--- RECORDS FOR THIS TASK Enclosed Below ---
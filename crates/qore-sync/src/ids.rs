//! Identity types shared by every primitive that participates in deadlock
//! detection.

use std::fmt;
use std::sync::atomic::{AtomicU64, Ordering};

static NEXT_LOCK_ID: AtomicU64 = AtomicU64::new(1);

/// A process-wide unique id assigned to every [`crate::mutex::QoreMutex`]
/// and [`crate::rwlock::RwLock`] at construction time, used as the node
/// identity in the [`crate::deadlock::DeadlockGraph`].
#[derive(Debug, Clone, Copy, PartialEq, Eq, Hash, PartialOrd, Ord)]
pub struct LockId(u64);

impl LockId {
    pub(crate) fn next() -> Self {
        Self(NEXT_LOCK_ID.fetch_add(1, Ordering::Relaxed))
    }

    /// Deterministic id for scripting lock topologies in tests.
    #[cfg(test)]
    pub(crate) fn test_new(n: u64) -> Self {
        Self(n)
    }
}

impl fmt::Display for LockId {
    fn fmt(&self, f: &mut fmt::Formatter<'_>) -> fmt::Result {
        write!(f, "lock#{}", self.0)
    }
}

/// The kind of primitive a [`LockId`] identifies, used only to produce
/// readable `THREAD-DEADLOCK` messages.
#[derive(Debug, Clone, Copy, PartialEq, Eq)]
pub enum LockKind {
    Mutex,
    RwLockRead,
    RwLockWrite,
}

impl fmt::Display for LockKind {
    fn fmt(&self, f: &mut fmt::Formatter<'_>) -> fmt::Result {
        match self {
            LockKind::Mutex => write!(f, "mutex"),
            LockKind::RwLockRead => write!(f, "read-lock"),
            LockKind::RwLockWrite => write!(f, "write-lock"),
        }
    }
}

/// A host-thread identifier stable for the lifetime of the thread. We
/// don't use `std::thread::ThreadId` directly as the externally visible
/// type because it has no stable numeric rendering; this wraps one
/// assigned the first time the thread touches the runtime.
#[derive(Debug, Clone, Copy, PartialEq, Eq, Hash, PartialOrd, Ord)]
pub struct Tid(u64);

impl fmt::Display for Tid {
    fn fmt(&self, f: &mut fmt::Formatter<'_>) -> fmt::Result {
        write!(f, "tid#{}", self.0)
    }
}

static NEXT_TID: AtomicU64 = AtomicU64::new(1);

pub(crate) fn allocate_tid() -> Tid {
    Tid(NEXT_TID.fetch_add(1, Ordering::Relaxed))
}

impl Tid {
    /// Deterministic id for scripting lock topologies in tests.
    #[cfg(test)]
    pub(crate) fn test_new(n: u64) -> Self {
        Self(n)
    }
}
--- End of Enclosed RECORDS FOR THIS TASK ---
The whole of the data above must be given again, unaltered and complete.

## OUTPUT
filename crates/qore-sync/src/ids.rs
//! Identity types shared by every primitive that participates in deadlock
//! detection.

use std::fmt;
use std::sync::atomic::{AtomicU64, Ordering};

static NEXT_LOCK_ID: AtomicU64 = AtomicU64::new(1);

/// A process-wide unique id assigned to every [`crate::mutex::QoreMutex`]
/// and [`crate::rwlock::RwLock`] at construction time, used as the node
/// identity in the [`crate::deadlock::DeadlockGraph`].
#[derive(Debug, Clone, Copy, PartialEq, Eq, Hash, PartialOrd, Ord)]
pub struct LockId(u64);

impl LockId {
    pub(crate) fn next() -> Self {
        Self(NEXT_LOCK_ID.fetch_add(1, Ordering::Relaxed))
    }

    /// Deterministic id for scripting lock topologies in tests.
    #[cfg(test)]
    pub(crate) fn test_new(n: u64) -> Self {
        Self(n)
    }
}

impl fmt::Display for LockId {
    fn fmt(&self, f: &mut fmt::Formatter<'_>) -> fmt::Result {
        write!(f, "lock#{}", self.0)
    }
}

/// The kind of primitive a [`LockId`] identifies, used only to produce
/// readable `THREAD-DEADLOCK` messages.
#[derive(Debug, Clone, Copy, PartialEq, Eq)]
pub enum LockKind {
    Mutex,
    RwLockRead,
    RwLockWrite,
}

impl fmt::Display for LockKind {
    fn fmt(&self, f: &mut fmt::Formatter<'_>) -> fmt::Result {
        match self {
            LockKind::Mutex => write!(f, "mutex"),
            LockKind::RwLockRead => write!(f, "read-lock"),
            LockKind::RwLockWrite => write!(f, "write-lock"),
        }
    }
}

/// A host-thread identifier stable for the lifetime of the thread. We
/// don't use `std::thread::ThreadId` directly as the externally visible
/// type because it has no stable numeric rendering; this wraps one
/// assigned the first time the thread touches the runtime.
#[derive(Debug, Clone, Copy, PartialEq, Eq, Hash, PartialOrd, Ord)]
pub struct Tid(u64);

impl fmt::Display for Tid {
    fn fmt(&self, f: &mut fmt::Formatter<'_>) -> fmt::Result {
        write!(f, "tid#{}", self.0)
    }
}

static NEXT_TID: AtomicU64 = AtomicU64::new(1);

pub(crate) fn allocate_tid() -> Tid {
    Tid(NEXT_TID.fetch_add(1, Ordering::Relaxed))
}

impl Tid {
    /// Deterministic id for scripting lock topologies in tests.
    #[cfg(test)]
    pub(crate) fn test_new(n: u64) -> Self {
        Self(n)
    }
}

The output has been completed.